Maryland–Navy lacrosse rivalry
- First meeting: April 12, 1924 Maryland 5, Navy 3
- Latest meeting: February 23, 2019 Maryland 14, Navy 9

Statistics
- Total meetings: 94
- All-time series: Maryland leads, 60–33–1
- Largest victory: Maryland, 21–7 (1998)
- Longest win streak: Maryland, 11 (1993–2003)
- Current win streak: Maryland, 10 (2010–Present)

= Maryland–Navy lacrosse rivalry =

College sports rivalry

The Maryland–Navy lacrosse rivalry is an intercollegiate lacrosse rivalry between the Maryland Terrapins and Navy Midshipmen. Hailing from College Park and Annapolis, the state rivals have another historical series in college football, known as the Crab Bowl Classic. In lacrosse, the teams first met in 1924 and have met annually since 1927, aside from brief interruptions due to World War II and the COVID-19 pandemic. Prior to Maryland upgrading its club team to varsity in 1924, the teams met seven additional times, with Navy winning five of those. However, these do not count in the official record. Traditionally taking place in either April or May, the game has been moved up to the earlier months of the season to accommodate the teams' increasing difficulty to schedule non-conference games, compounded by the expansion of the Patriot League and Maryland's decision to join the Big Ten Conference. Despite concern that the series may have to be postponed indefinitely, the teams have maintain the annual series, though it has at times been played mid-week rather than as the weekend headliner.

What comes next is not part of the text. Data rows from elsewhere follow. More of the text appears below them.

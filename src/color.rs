// Color sources for new segments.
// Visual outcomes:
// - Solid: every new segment starts in the same color (default white).
// - Gradient: new segments sweep red -> green -> blue -> red, `grain` steps
//   per blend, at constant perceived brightness.

use glam::Vec3;

// Tiny offset so a "pure" channel never produces a zero vector, which would
// make the norm rescale divide by zero.
const EPS: f32 = 1e-9;

const HUES: [Vec3; 3] = [
    Vec3::new(255.0, EPS, EPS), // red
    Vec3::new(EPS, 255.0, EPS), // green
    Vec3::new(EPS, EPS, 255.0), // blue
];

/// Stateful, infinite color generator. Each `next()` call yields the color
/// for one new segment and advances the internal state.
pub enum ColorSource {
    Solid(Vec3),
    Gradient {
        grain: u32,    // calls per hue-to-hue blend
        step: u32,     // in [0, grain)
        base_idx: usize, // in [0, 3)
    },
}

impl ColorSource {
    /// Constant color, components in [0,255]. Default is pure white.
    pub fn solid(color: Vec3) -> Self {
        ColorSource::Solid(color)
    }

    pub fn solid_white() -> Self {
        ColorSource::Solid(Vec3::splat(255.0))
    }

    /// Cyclic red/green/blue gradient; `grain` calls per blend leg, so the
    /// full cycle repeats every 3*grain calls.
    pub fn gradient(grain: u32) -> Self {
        ColorSource::Gradient { grain, step: 0, base_idx: 0 }
    }

    /// Next color sample, components in [0,255].
    pub fn next(&mut self) -> Vec3 {
        match self {
            ColorSource::Solid(color) => *color,
            ColorSource::Gradient { grain, step, base_idx } => {
                let frac = *step as f32 / *grain as f32;
                let base = HUES[*base_idx];
                let target = HUES[(*base_idx + 1) % HUES.len()];

                // Linear blend, then rescale so the Euclidean norm is 255.
                // The rescale keeps mid-blend colors as bright as the pure
                // hues instead of dipping toward gray.
                let mut color = base * (1.0 - frac) + target * frac;
                color *= 255.0 / color.length();
                let color = color.clamp(Vec3::ZERO, Vec3::splat(255.0));

                // Advance only after computing this call's color.
                *step += 1;
                if *step >= *grain {
                    *step = 0;
                    *base_idx = (*base_idx + 1) % HUES.len();
                }

                color
            }
        }
    }
}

Navy owns 17 national championships and Maryland claims 13, four of which (1973, 1975, 2017, 2022) have come in the NCAA Division I Tournament era. The teams rank No. 1 and No. 2 in terms of the number of first team All-Americans produced, while all four of the winningest head coaches by percentage roamed the sidelines of the two schools. The rivalry is the second-longest in Terps history, only trailing its series with Johns Hopkins. On Navy's side, the rivalry is also its second-longest series, only trailing its all-sports rivals Army. Through 2020, Maryland leads the series 60–33–1.

== Series history ==

=== Early years (1920s through 1960s) ===
The first game in series history was played in Washington, D.C. in 1924. Maryland won by two goals. A three-year gap would take place before the next meeting, which then gained an annual spot on the schools' schedules. Maryland dominated early on, winning all but four contests before the series went on hiatus in 1941. The teams would meet again in 1943, before resuming on annual basis for good in 1946. After five straight Maryland victories, Navy embarked on its most successful period in both the rivalry and program history. The 1960s featured eight straight national titles for the Midshipmen, from 1960 to 1967. The last of these would be shared with their rivals from College Park and Johns Hopkins, though the meeting between the two went the way of Navy. Each game during this stretch was won by the Midshipmen until Maryland ended the streak in 1968.

=== Early NCAA era (1970s through 1990s) ===
The introduction of the NCAA Division I Men's Lacrosse Championship in 1971 brought new stakes to the rivalry. During the regular season, Navy downed the Terps 10–5 at home, but would lose a Final Four rematch on the road. Maryland held on to a four-goal halftime lead to advance to the inaugural title game, which they would lose to Cornell. The current USILA polling system began in 1973, with #4 UMD taking the first ranked meeting over the #4 Midshipmen. This would begin a stretch of 15 straight games with the two programs ranked in the Top 10 and 28 consecutive with both ranked in the polls. As of 2020, 43 of 52 meetings since the introduction of the polls have been between two ranked teams.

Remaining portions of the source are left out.